**Exercise:**
Which lines below include "position"? Copy them all.

Top of Given data

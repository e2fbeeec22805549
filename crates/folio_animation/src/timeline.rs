//! Reversible timelines
//!
//! A `Timeline` tweens one element from a start `MotionProperties` to an end
//! one after an optional delay. The playhead runs over `delay + duration`
//! milliseconds and can move in either direction:
//!
//! - `play()` runs the playhead forward from wherever it is
//! - `reverse()` runs it backward from wherever it is
//!
//! Interrupting a forward run with `reverse()` therefore retraces the visible
//! state from the current frame instead of jumping to the end first.

use crate::easing::Easing;
use crate::values::{Interpolate, MotionProperties};

/// Direction the playhead moves in
#[derive(Clone, Copy, Debug, Default, PartialEq, Eq)]
pub enum PlayDirection {
    #[default]
    Forward,
    Reverse,
}

/// Read-only view of a timeline at one instant
#[derive(Clone, Copy, Debug, PartialEq)]
pub struct TimelineSnapshot {
    /// Playhead position in milliseconds
    pub time_ms: f32,
    /// Total length (delay + duration) in milliseconds
    pub total_ms: f32,
    /// Linear tween progress (0.0 to 1.0), excluding the delay
    pub progress: f32,
    pub direction: PlayDirection,
    pub playing: bool,
    /// Interpolated properties at the playhead
    pub value: MotionProperties,
}

/// A single-tween timeline with delay, easing and a bidirectional playhead
#[derive(Clone, Debug)]
pub struct Timeline {
    from: MotionProperties,
    to: MotionProperties,
    duration_ms: f32,
    delay_ms: f32,
    easing: Easing,
    time_ms: f32,
    direction: PlayDirection,
    playing: bool,
    played: bool,
}

impl Timeline {
    /// Create a timeline with the given tween duration in milliseconds
    pub fn new(duration_ms: f32) -> Self {
        Self {
            from: MotionProperties::default(),
            to: MotionProperties::default(),
            duration_ms: duration_ms.max(0.0),
            delay_ms: 0.0,
            easing: Easing::Linear,
            time_ms: 0.0,
            direction: PlayDirection::Forward,
            playing: false,
            played: false,
        }
    }

    /// Set the start state
    pub fn from(mut self, from: MotionProperties) -> Self {
        self.from = from;
        self
    }

    /// Set the end state
    pub fn to(mut self, to: MotionProperties) -> Self {
        self.to = to;
        self
    }

    /// Set delay before the tween starts (in milliseconds)
    pub fn delay(mut self, delay_ms: f32) -> Self {
        self.delay_ms = delay_ms.max(0.0);
        self
    }

    /// Set the easing curve
    pub fn easing(mut self, easing: Easing) -> Self {
        self.easing = easing;
        self
    }

    pub fn duration_ms(&self) -> f32 {
        self.duration_ms
    }

    pub fn delay_ms(&self) -> f32 {
        self.delay_ms
    }

    /// Total playhead range: delay plus duration
    pub fn total_ms(&self) -> f32 {
        self.delay_ms + self.duration_ms
    }

    /// Current playhead position in milliseconds
    pub fn time(&self) -> f32 {
        self.time_ms
    }

    pub fn direction(&self) -> PlayDirection {
        self.direction
    }

    pub fn is_playing(&self) -> bool {
        self.playing
    }

    /// Whether the playhead rests at the end
    pub fn is_complete(&self) -> bool {
        self.time_ms >= self.total_ms()
    }

    /// Run forward from the current playhead
    pub fn play(&mut self) {
        self.direction = PlayDirection::Forward;
        self.played = true;
        self.playing = self.time_ms < self.total_ms();
    }

    /// Run backward from the current playhead
    pub fn reverse(&mut self) {
        self.direction = PlayDirection::Reverse;
        self.playing = self.time_ms > 0.0;
    }

    /// Advance by delta time (in milliseconds) in the current direction
    pub fn tick(&mut self, dt_ms: f32) {
        if !self.playing || dt_ms <= 0.0 {
            return;
        }

        match self.direction {
            PlayDirection::Forward => {
                self.time_ms += dt_ms;
                if self.time_ms >= self.total_ms() {
                    self.time_ms = self.total_ms();
                    self.playing = false;
                }
            }
            PlayDirection::Reverse => {
                self.time_ms -= dt_ms;
                if self.time_ms <= 0.0 {
                    self.time_ms = 0.0;
                    self.playing = false;
                }
            }
        }
    }

    /// Linear tween progress (0.0 to 1.0); zero throughout the delay
    pub fn progress(&self) -> f32 {
        let local = self.time_ms - self.delay_ms;
        if self.duration_ms <= 0.0 {
            // Zero-length tweens jump once the playhead has been run forward
            let reached = local >= 0.0 && self.played && self.direction == PlayDirection::Forward;
            return if reached { 1.0 } else { 0.0 };
        }
        (local / self.duration_ms).clamp(0.0, 1.0)
    }

    /// Interpolated properties at the playhead
    pub fn value(&self) -> MotionProperties {
        let eased = self.easing.apply(self.progress());
        self.from.lerp(&self.to, eased)
    }

    pub fn snapshot(&self) -> TimelineSnapshot {
        TimelineSnapshot {
            time_ms: self.time_ms,
            total_ms: self.total_ms(),
            progress: self.progress(),
            direction: self.direction,
            playing: self.playing,
            value: self.value(),
        }
    }
}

Bottom of Given data

**Task result:**
    /// Playhead position in milliseconds
    /// Current playhead position in milliseconds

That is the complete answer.